I grew up in Eastern Europe, where traditional bread was a part of daily life. We purchased our bread daily at local bakeries, often still warm, fresh from the bread plant. I became interested in bread making after I moved to the US.
I learned that good bread doesn't tolerate shortcuts and requires patience, skill, and passion to make. I love making bread, and I love sharing it with my customers.
A good loaf of bread begins with good flour. You will never find any harmful chemicals in our bread. We use only the best unbleached unbromated flour. A good portion of the flour is milled on premises right before mixing the dough. Many of our ingredients are organic or naturally produced.
We hope to become all-organic some time in the future.
Each little grain packed with nutrients gives home to a whole community of wild yeast and bacteria specific to the particular type of grain. When flour is mixed with water and provided with good growing environment, these little guys work hard fermenting the dough, making it nutritionally more valuable, and of course adding impressive flavor to the bread. We use wild leaven in every recipe, thus making our loaves both tasty and healthy. In some cases we add a pinch of commercial yeast to offset the whole grain's natural resistance to rising.
We are blessed to be in a city that provides clean and great tasting artesian well water to its inhabitants. We use only artesian well water in our dough and for steaming the loaves in the oven.

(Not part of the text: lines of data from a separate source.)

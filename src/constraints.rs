// Copyright (c) Microsoft Corporation.
// Licensed under the MIT License.

#![allow(clippy::pattern_type_mismatch)]

use crate::number::Number;
use crate::*;

use indexmap::IndexMap;

/// Well known string formats. They annotate a field; the accompanying
/// pattern does the actual checking.
#[derive(Debug, Clone, Copy, PartialEq, Eq)]
pub enum Format {
    Email,
    Url,
    Uuid,
    DateTime,
    Date,
    Time,
    Ipv4,
    Ipv6,
    Ip,
    Json,
}

impl Format {
    /// Name used for the `format` keyword of the JSON Schema description.
    pub fn as_str(&self) -> &'static str {
        match self {
            Format::Email => "email",
            Format::Url => "uri",
            Format::Uuid => "uuid",
            Format::DateTime => "date-time",
            Format::Date => "date",
            Format::Time => "time",
            Format::Ipv4 => "ipv4",
            Format::Ipv6 => "ipv6",
            Format::Ip => "ip",
            Format::Json => "json-string",
        }
    }
}

/// A single named rule attached to a field.
#[derive(Debug, Clone, PartialEq)]
pub enum Constraint {
    MinLength(usize),
    MaxLength(usize),
    Pattern(Rc<str>),
    Format(Format),
    Gt(Number),
    Ge(Number),
    Lt(Number),
    Le(Number),
    MultipleOf(Number),
    MaxDigits(u32),
    DecimalPlaces(u32),
    Strict(bool),
}

impl Constraint {
    pub fn name(&self) -> &'static str {
        match self {
            Constraint::MinLength(_) => "min_length",
            Constraint::MaxLength(_) => "max_length",
            Constraint::Pattern(_) => "pattern",
            Constraint::Format(_) => "format",
            Constraint::Gt(_) => "gt",
            Constraint::Ge(_) => "ge",
            Constraint::Lt(_) => "lt",
            Constraint::Le(_) => "le",
            Constraint::MultipleOf(_) => "multiple_of",
            Constraint::MaxDigits(_) => "max_digits",
            Constraint::DecimalPlaces(_) => "decimal_places",
            Constraint::Strict(_) => "strict",
        }
    }

    pub fn value(&self) -> Value {
        match self {
            Constraint::MinLength(n) | Constraint::MaxLength(n) => Value::from(*n),
            Constraint::Pattern(p) => Value::String(p.clone()),
            Constraint::Format(f) => Value::from(f.as_str()),
            Constraint::Gt(n)
            | Constraint::Ge(n)
            | Constraint::Lt(n)
            | Constraint::Le(n)
            | Constraint::MultipleOf(n) => Value::from(*n),
            Constraint::MaxDigits(n) | Constraint::DecimalPlaces(n) => Value::from(*n),
            Constraint::Strict(b) => Value::from(*b),
        }
    }
}

/// Ordered constraint name -> constraint mapping.
///
/// Setting a constraint that is already present replaces its value in place.
#[derive(Debug, Clone, Default, PartialEq)]
pub struct ConstraintSet {
    rules: IndexMap<&'static str, Constraint>,
}

impl ConstraintSet {
    pub fn new() -> Self {
        Self::default()
    }

    pub fn set(&mut self, constraint: Constraint) {
        self.rules.insert(constraint.name(), constraint);
    }

    pub fn get(&self, name: &str) -> Option<&Constraint> {
        self.rules.get(name)
    }

    pub fn remove(&mut self, name: &str) -> Option<Constraint> {
        self.rules.shift_remove(name)
    }

    pub fn contains(&self, name: &str) -> bool {
        self.rules.contains_key(name)
    }

    pub fn iter(&self) -> impl Iterator<Item = &Constraint> {
        self.rules.values()
    }

    pub fn len(&self) -> usize {
        self.rules.len()
    }

    pub fn is_empty(&self) -> bool {
        self.rules.is_empty()
    }

    /// Constraint names and values as a plain object, in declaration order of names.
    pub fn to_value(&self) -> Value {
        Value::object(self.rules.iter().map(|(k, c)| (*k, c.value())))
    }

    pub fn min_length(&self) -> Option<usize> {
        match self.get("min_length") {
            Some(Constraint::MinLength(n)) => Some(*n),
            _ => None,
        }
    }

    pub fn max_length(&self) -> Option<usize> {
        match self.get("max_length") {
            Some(Constraint::MaxLength(n)) => Some(*n),
            _ => None,
        }
    }

    pub fn pattern(&self) -> Option<&Rc<str>> {
        match self.get("pattern") {
            Some(Constraint::Pattern(p)) => Some(p),
            _ => None,
        }
    }

    pub fn format(&self) -> Option<Format> {
        match self.get("format") {
            Some(Constraint::Format(f)) => Some(*f),
            _ => None,
        }
    }

    pub fn gt(&self) -> Option<&Number> {
        match self.get("gt") {
            Some(Constraint::Gt(n)) => Some(n),
            _ => None,
        }
    }

    pub fn ge(&self) -> Option<&Number> {
        match self.get("ge") {
            Some(Constraint::Ge(n)) => Some(n),
            _ => None,
        }
    }

    pub fn lt(&self) -> Option<&Number> {
        match self.get("lt") {
            Some(Constraint::Lt(n)) => Some(n),
            _ => None,
        }
    }

    pub fn le(&self) -> Option<&Number> {
        match self.get("le") {
            Some(Constraint::Le(n)) => Some(n),
            _ => None,
        }
    }

    pub fn multiple_of(&self) -> Option<&Number> {
        match self.get("multiple_of") {
            Some(Constraint::MultipleOf(n)) => Some(n),
            _ => None,
        }
    }

    pub fn max_digits(&self) -> Option<u32> {
        match self.get("max_digits") {
            Some(Constraint::MaxDigits(n)) => Some(*n),
            _ => None,
        }
    }

    pub fn decimal_places(&self) -> Option<u32> {
        match self.get("decimal_places") {
            Some(Constraint::DecimalPlaces(n)) => Some(*n),
            _ => None,
        }
    }

    pub fn is_strict(&self) -> bool {
        matches!(self.get("strict"), Some(Constraint::Strict(true)))
    }
}

/// Descriptive metadata and the default of a field.
#[derive(Debug, Clone, Default, PartialEq)]
pub struct Metadata {
    /// `None` marks the field as required.
    pub default: Option<Value>,
    pub alias: Option<Rc<str>>,
    pub title: Option<Rc<str>>,
    pub description: Option<Rc<str>>,
    pub examples: Option<Vec<Value>>,
    pub deprecated: bool,
}

impl Metadata {
    pub fn is_required(&self) -> bool {
        self.default.is_none()
    }

    /// Copy of the metadata without its default.
    pub fn without_default(&self) -> Metadata {
        Metadata {
            default: None,
            ..self.clone()
        }
    }
}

We use unrefined sea salt in all of our breads.
For hundreds of years, long before bread making was industrialized, bakers around the world were using similar traditional methods of bread making -- hand kneading, stretching and folding the dough, slow fermentation, shaping loaves in a way that ensures most impressive rise, steaming, boiling, and baking at high temperatures to give bread its chewy crust and beautiful color. Artisan bread baking strives to preserve and perfect traditional methods, bringing the best of history and flavor to your table.